Spread over the vast prehistoric Pacific Ocean and Indian Ocean areas, stilt houses vary greatly. In more recent times, Taiwanese aborigines make use of them for holding church meetings, as places to cool down and to hold ancestral activities. Apart from their cooling effect, stilt houses also have various functions such as avoiding miasma, dampness, flood, and insects and snakes from entering, it is also easier to construct.

===Stone-slab housing===
The Paiwan and Bunun peoples made houses using thatched roofing and made walls from stones. Homes of nobles were decorated with elaborate wood carvings. The special characteristics of such houses is that dark colored building materials help conceal the buildings in its environment and the layered use of rocks mimic the scales of the hundred pacer snake that they worship.

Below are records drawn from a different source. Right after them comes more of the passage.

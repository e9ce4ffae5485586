// Validation utilities module
// Provides custom validation functions for domain-specific rules

use rust_decimal::Decimal;
use validator::ValidationError;

/// Validates that a product price is non-negative (zero-price products are
/// legal and take the no-gateway checkout path)
pub fn validate_price(price: &Decimal) -> Result<(), ValidationError> {
    if *price < Decimal::ZERO {
        Err(ValidationError::new("price_must_not_be_negative"))
    } else {
        Ok(())
    }
}

/// Validates that a discount fraction is within [0, 1]
pub fn validate_discount_fraction(discount: &Decimal) -> Result<(), ValidationError> {
    if *discount < Decimal::ZERO || *discount > Decimal::ONE {
        Err(ValidationError::new("discount_out_of_range"))
    } else {
        Ok(())
    }
}

/// Validates that a coupon code contains only URL-safe characters
pub fn validate_coupon_code(code: &str) -> Result<(), ValidationError> {
    if code.is_empty() || !code.chars().all(|c| c.is_ascii_alphanumeric() || c == '-' || c == '_') {
        Err(ValidationError::new("invalid_coupon_code"))
    } else {
        Ok(())
    }
}

#[cfg(test)]
mod tests {
    use super::*;
    use rust_decimal_macros::dec;

    #[test]
    fn test_validate_price() {
        assert!(validate_price(&dec!(0)).is_ok());
        assert!(validate_price(&dec!(100.00)).is_ok());
        assert!(validate_price(&dec!(-0.01)).is_err());
    }

    #[test]
    fn test_validate_discount_fraction() {
        assert!(validate_discount_fraction(&dec!(0)).is_ok());
        assert!(validate_discount_fraction(&dec!(0.25)).is_ok());
        assert!(validate_discount_fraction(&dec!(1)).is_ok());
        assert!(validate_discount_fraction(&dec!(1.00001)).is_err());
        assert!(validate_discount_fraction(&dec!(-0.1)).is_err());
    }

    #[test]
    fn test_validate_coupon_code() {
        assert!(validate_coupon_code("WELCOME-25").is_ok());
        assert!(validate_coupon_code("bulk_code_01").is_ok());
        assert!(validate_coupon_code("").is_err());
        assert!(validate_coupon_code("has space").is_err());
    }
}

===Aboriginal architecture===

Chinese and aborigines made use of natural materials such as straw, wood, bamboo, grass, stone, and soil as basic construction materials. The types and styles of building vary depending on the environment, climate, and cultural influences of each ethnic group. For example, the Amis tend to live in larger communities and planned the layout of their community such as placement of communal homes and a plaza for matters of governance inside, planting a bamboo forest around the outside with camps and guard stations to defend against foreign aggressors. The Atayal and Saisiyat peoples made their homes out of wood and bamboo, while the Tao people who lived further away on Orchid Island and faced strong changes in seasonal weather such as typhoons, developed houses that made use of digging vertically into the ground to strengthen their foundations.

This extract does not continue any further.